**ASSIGNED TASK**
The expected reply is all of the data, returned exactly.

════

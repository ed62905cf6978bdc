use crate::{
    db::{
        Range, Table,
        cql::{column_list, placeholders, quote_column},
    },
    error::{Error, ValidationError},
    record::{Record, fields_and_values, info, to_map},
    value::Value,
};
use chrono::{DateTime, Utc};
use derive_more::Deref;
use std::{cmp::Ordering, fmt};

///
/// Crud
///
/// Key-aware row operations over a `Table`. Statements are generated from
/// the table's key layout and the record's field metadata.
///

#[derive(Deref)]
pub struct Crud<R: Record> {
    table: Table<R>,
}

impl<R: Record> Crud<R> {
    #[must_use]
    pub const fn new(table: Table<R>) -> Self {
        Self { table }
    }

    #[must_use]
    pub const fn table(&self) -> &Table<R> {
        &self.table
    }

    /// Upsert every column of `record`.
    pub fn insert(&self, record: &R) -> Result<(), Error> {
        self.insert_inner(record, None)
    }

    /// Upsert with the row expiring at `expires_at`.
    pub fn insert_with_ttl(&self, record: &R, expires_at: DateTime<Utc>) -> Result<(), Error> {
        self.insert_inner(record, Some(ttl_seconds(expires_at, Utc::now())))
    }

    /// Fetch the row with exactly these key values, partition keys first.
    pub fn get(&self, keys: &[Value]) -> Result<R, Error> {
        let names = self.primary_keys();
        self.check_arity("get", keys.len(), names.len())?;

        let statement = format!(
            "SELECT * FROM {} WHERE {} LIMIT 1",
            self.qualified_name(),
            equalities(&names),
        );

        self.query(statement, keys.to_vec()).fetch_one()
    }

    /// Set every non-key column of the row identified by `record`'s keys.
    pub fn update(&self, record: &R) -> Result<(), Error> {
        let keys = self.key_values("update", record)?;
        let key_names = keys.iter().map(|(name, _)| *name).collect::<Vec<_>>();

        let (names, values) = fields_and_values(record);
        let mut assignments = Vec::new();
        let mut params = Vec::new();

        for (name, value) in names.into_iter().zip(values) {
            if !key_names.iter().any(|key| key.eq_ignore_ascii_case(name)) {
                assignments.push(format!("{} = ?", quote_column(name)));
                params.push(value);
            }
        }
        if assignments.is_empty() {
            return Err(ValidationError::NoValueColumns {
                table: self.name().to_string(),
                op: "update",
            }
            .into());
        }
        params.extend(keys.into_iter().map(|(_, value)| value));

        let statement = format!(
            "UPDATE {} SET {} WHERE {}",
            self.qualified_name(),
            assignments.join(", "),
            equalities(&key_names),
        );

        self.query(statement, params).exec()
    }

    /// Delete the row identified by `record`'s keys.
    pub fn delete(&self, record: &R) -> Result<(), Error> {
        let keys = self.key_values("delete", record)?;
        let (names, params): (Vec<_>, Vec<_>) = keys.into_iter().unzip();

        let statement = format!(
            "DELETE FROM {} WHERE {}",
            self.qualified_name(),
            equalities(&names),
        );

        self.query(statement, params).exec()
    }

    /// Every row matching the leading key values.
    pub fn list(&self, keys: &[Value]) -> Result<Vec<R>, Error> {
        self.range(keys)?.fetch()
    }

    /// Range scan seeded with equality on the leading key values.
    pub fn range(&self, keys: &[Value]) -> Result<Range<R>, Error> {
        let names = self.primary_keys();
        if keys.len() > names.len() {
            return Err(ValidationError::TooManyKeys {
                table: self.name().to_string(),
                op: "list",
                found: keys.len(),
                required: names.len(),
            }
            .into());
        }

        let range = names
            .iter()
            .zip(keys)
            .fold(Range::new(self.table.clone()), |range, (name, value)| {
                range.equal_to(name, value.clone())
            });

        Ok(range)
    }

    fn insert_inner(&self, record: &R, ttl: Option<i32>) -> Result<(), Error> {
        self.check_keys_set("insert", record)?;

        let (names, mut params) = fields_and_values(record);
        let mut statement = format!(
            "INSERT INTO {} ({}) VALUES ({})",
            self.qualified_name(),
            column_list(&names),
            placeholders(names.len()),
        );

        if let Some(ttl) = ttl {
            statement.push_str(" USING TTL ?");
            params.push(Value::Int(ttl));
        }

        self.query(statement, params).exec()
    }

    // key fields must differ from the record type's default value
    fn check_keys_set(&self, op: &'static str, record: &R) -> Result<(), Error> {
        let info = info::<R>();
        let blank = R::default();

        for key in self.primary_keys() {
            let Some(field) = info.field_normalized(key) else {
                continue;
            };
            let get = R::FIELDS[field.declared_order].get;

            if get(record) == get(&blank) {
                return Err(ValidationError::MissingKey {
                    table: self.name().to_string(),
                    op,
                    key: key.to_string(),
                }
                .into());
            }
        }

        Ok(())
    }

    // (key name, value) pairs from the record, in primary key order;
    // every key must be present and set
    fn key_values(&self, op: &'static str, record: &R) -> Result<Vec<(&str, Value)>, Error> {
        let info = info::<R>();
        let row = to_map(record);
        let names = self.primary_keys();

        let keys = names
            .iter()
            .filter_map(|&name| {
                let field = info.field_normalized(name)?;
                row.get(field.external_name)
                    .map(|value| (name, value.clone()))
            })
            .collect::<Vec<_>>();

        if keys.len() < names.len() {
            return Err(ValidationError::TooFewKeys {
                table: self.name().to_string(),
                op,
                found: keys.len(),
                required: names.len(),
            }
            .into());
        }
        self.check_keys_set(op, record)?;

        Ok(keys)
    }

    fn check_arity(&self, op: &'static str, found: usize, required: usize) -> Result<(), Error> {
        let table = self.name().to_string();

        let err = match found.cmp(&required) {
            Ordering::Equal => return Ok(()),
            Ordering::Less => ValidationError::TooFewKeys {
                table,
                op,
                found,
                required,
            },
            Ordering::Greater => ValidationError::TooManyKeys {
                table,
                op,
                found,
                required,
            },
        };

        Err(err.into())
    }
}

/// Relative TTL in whole seconds, rounded to nearest, saturating at the
/// bounds of the bound parameter type.
pub(crate) fn ttl_seconds(expires_at: DateTime<Utc>, now: DateTime<Utc>) -> i32 {
    let millis = (expires_at - now).num_milliseconds();
    let seconds = (millis + 500).div_euclid(1000);

    i32::try_from(seconds).unwrap_or(if seconds < 0 { i32::MIN } else { i32::MAX })
}

// "a" = ? AND "b" = ?
fn equalities<S: AsRef<str>>(names: &[S]) -> String {
    names
        .iter()
        .map(|name| format!("{} = ?", quote_column(name.as_ref())))
        .collect::<Vec<_>>()
        .join(" AND ")
}

impl<R: Record> From<Table<R>> for Crud<R> {
    fn from(table: Table<R>) -> Self {
        Self::new(table)
    }
}

impl<R: Record> Clone for Crud<R> {
    fn clone(&self) -> Self {
        Self::new(self.table.clone())
    }
}

impl<R: Record> fmt::Debug for Crud<R> {
    fn fmt(&self, f: &mut fmt::Formatter<'_>) -> fmt::Result {
        f.debug_tuple("Crud").field(&self.table).finish()
    }
}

════

**SOLUTION FOR THIS PROBLEM**
repository ed62905cf6978bdc
use crate::{
    db::{
        Range, Table,
        cql::{column_list, placeholders, quote_column},
    },
    error::{Error, ValidationError},
    record::{Record, fields_and_values, info, to_map},
    value::Value,
};
use chrono::{DateTime, Utc};
use derive_more::Deref;
use std::{cmp::Ordering, fmt};

///
/// Crud
///
/// Key-aware row operations over a `Table`. Statements are generated from
/// the table's key layout and the record's field metadata.
///

#[derive(Deref)]
pub struct Crud<R: Record> {
    table: Table<R>,
}

impl<R: Record> Crud<R> {
    #[must_use]
    pub const fn new(table: Table<R>) -> Self {
        Self { table }
    }

    #[must_use]
    pub const fn table(&self) -> &Table<R> {
        &self.table
    }

    /// Upsert every column of `record`.
    pub fn insert(&self, record: &R) -> Result<(), Error> {
        self.insert_inner(record, None)
    }

    /// Upsert with the row expiring at `expires_at`.
    pub fn insert_with_ttl(&self, record: &R, expires_at: DateTime<Utc>) -> Result<(), Error> {
        self.insert_inner(record, Some(ttl_seconds(expires_at, Utc::now())))
    }

    /// Fetch the row with exactly these key values, partition keys first.
    pub fn get(&self, keys: &[Value]) -> Result<R, Error> {
        let names = self.primary_keys();
        self.check_arity("get", keys.len(), names.len())?;

        let statement = format!(
            "SELECT * FROM {} WHERE {} LIMIT 1",
            self.qualified_name(),
            equalities(&names),
        );

        self.query(statement, keys.to_vec()).fetch_one()
    }

    /// Set every non-key column of the row identified by `record`'s keys.
    pub fn update(&self, record: &R) -> Result<(), Error> {
        let keys = self.key_values("update", record)?;
        let key_names = keys.iter().map(|(name, _)| *name).collect::<Vec<_>>();

        let (names, values) = fields_and_values(record);
        let mut assignments = Vec::new();
        let mut params = Vec::new();

        for (name, value) in names.into_iter().zip(values) {
            if !key_names.iter().any(|key| key.eq_ignore_ascii_case(name)) {
                assignments.push(format!("{} = ?", quote_column(name)));
                params.push(value);
            }
        }
        if assignments.is_empty() {
            return Err(ValidationError::NoValueColumns {
                table: self.name().to_string(),
                op: "update",
            }
            .into());
        }
        params.extend(keys.into_iter().map(|(_, value)| value));

        let statement = format!(
            "UPDATE {} SET {} WHERE {}",
            self.qualified_name(),
            assignments.join(", "),
            equalities(&key_names),
        );

        self.query(statement, params).exec()
    }

    /// Delete the row identified by `record`'s keys.
    pub fn delete(&self, record: &R) -> Result<(), Error> {
        let keys = self.key_values("delete", record)?;
        let (names, params): (Vec<_>, Vec<_>) = keys.into_iter().unzip();

        let statement = format!(
            "DELETE FROM {} WHERE {}",
            self.qualified_name(),
            equalities(&names),
        );

        self.query(statement, params).exec()
    }

    /// Every row matching the leading key values.
    pub fn list(&self, keys: &[Value]) -> Result<Vec<R>, Error> {
        self.range(keys)?.fetch()
    }

    /// Range scan seeded with equality on the leading key values.
    pub fn range(&self, keys: &[Value]) -> Result<Range<R>, Error> {
        let names = self.primary_keys();
        if keys.len() > names.len() {
            return Err(ValidationError::TooManyKeys {
                table: self.name().to_string(),
                op: "list",
                found: keys.len(),
                required: names.len(),
            }
            .into());
        }

        let range = names
            .iter()
            .zip(keys)
            .fold(Range::new(self.table.clone()), |range, (name, value)| {
                range.equal_to(name, value.clone())
            });

        Ok(range)
    }

    fn insert_inner(&self, record: &R, ttl: Option<i32>) -> Result<(), Error> {
        self.check_keys_set("insert", record)?;

        let (names, mut params) = fields_and_values(record);
        let mut statement = format!(
            "INSERT INTO {} ({}) VALUES ({})",
            self.qualified_name(),
            column_list(&names),
            placeholders(names.len()),
        );

        if let Some(ttl) = ttl {
            statement.push_str(" USING TTL ?");
            params.push(Value::Int(ttl));
        }

        self.query(statement, params).exec()
    }

    // key fields must differ from the record type's default value
    fn check_keys_set(&self, op: &'static str, record: &R) -> Result<(), Error> {
        let info = info::<R>();
        let blank = R::default();

        for key in self.primary_keys() {
            let Some(field) = info.field_normalized(key) else {
                continue;
            };
            let get = R::FIELDS[field.declared_order].get;

            if get(record) == get(&blank) {
                return Err(ValidationError::MissingKey {
                    table: self.name().to_string(),
                    op,
                    key: key.to_string(),
                }
                .into());
            }
        }

        Ok(())
    }

    // (key name, value) pairs from the record, in primary key order;
    // every key must be present and set
    fn key_values(&self, op: &'static str, record: &R) -> Result<Vec<(&str, Value)>, Error> {
        let info = info::<R>();
        let row = to_map(record);
        let names = self.primary_keys();

        let keys = names
            .iter()
            .filter_map(|&name| {
                let field = info.field_normalized(name)?;
                row.get(field.external_name)
                    .map(|value| (name, value.clone()))
            })
            .collect::<Vec<_>>();

        if keys.len() < names.len() {
            return Err(ValidationError::TooFewKeys {
                table: self.name().to_string(),
                op,
                found: keys.len(),
                required: names.len(),
            }
            .into());
        }
        self.check_keys_set(op, record)?;

        Ok(keys)
    }

    fn check_arity(&self, op: &'static str, found: usize, required: usize) -> Result<(), Error> {
        let table = self.name().to_string();

        let err = match found.cmp(&required) {
            Ordering::Equal => return Ok(()),
            Ordering::Less => ValidationError::TooFewKeys {
                table,
                op,
                found,
                required,
            },
            Ordering::Greater => ValidationError::TooManyKeys {
                table,
                op,
                found,
                required,
            },
        };

        Err(err.into())
    }
}

/// Relative TTL in whole seconds, rounded to nearest, saturating at the
/// bounds of the bound parameter type.
pub(crate) fn ttl_seconds(expires_at: DateTime<Utc>, now: DateTime<Utc>) -> i32 {
    let millis = (expires_at - now).num_milliseconds();
    let seconds = (millis + 500).div_euclid(1000);

    i32::try_from(seconds).unwrap_or(if seconds < 0 { i32::MIN } else { i32::MAX })
}

// "a" = ? AND "b" = ?
fn equalities<S: AsRef<str>>(names: &[S]) -> String {
    names
        .iter()
        .map(|name| format!("{} = ?", quote_column(name.as_ref())))
        .collect::<Vec<_>>()
        .join(" AND ")
}

impl<R: Record> From<Table<R>> for Crud<R> {
    fn from(table: Table<R>) -> Self {
        Self::new(table)
    }
}

impl<R: Record> Clone for Crud<R> {
    fn clone(&self) -> Self {
        Self::new(self.table.clone())
    }
}

impl<R: Record> fmt::Debug for Crud<R> {
    fn fmt(&self, f: &mut fmt::Formatter<'_>) -> fmt::Result {
        f.debug_tuple("Crud").field(&self.table).finish()
    }
}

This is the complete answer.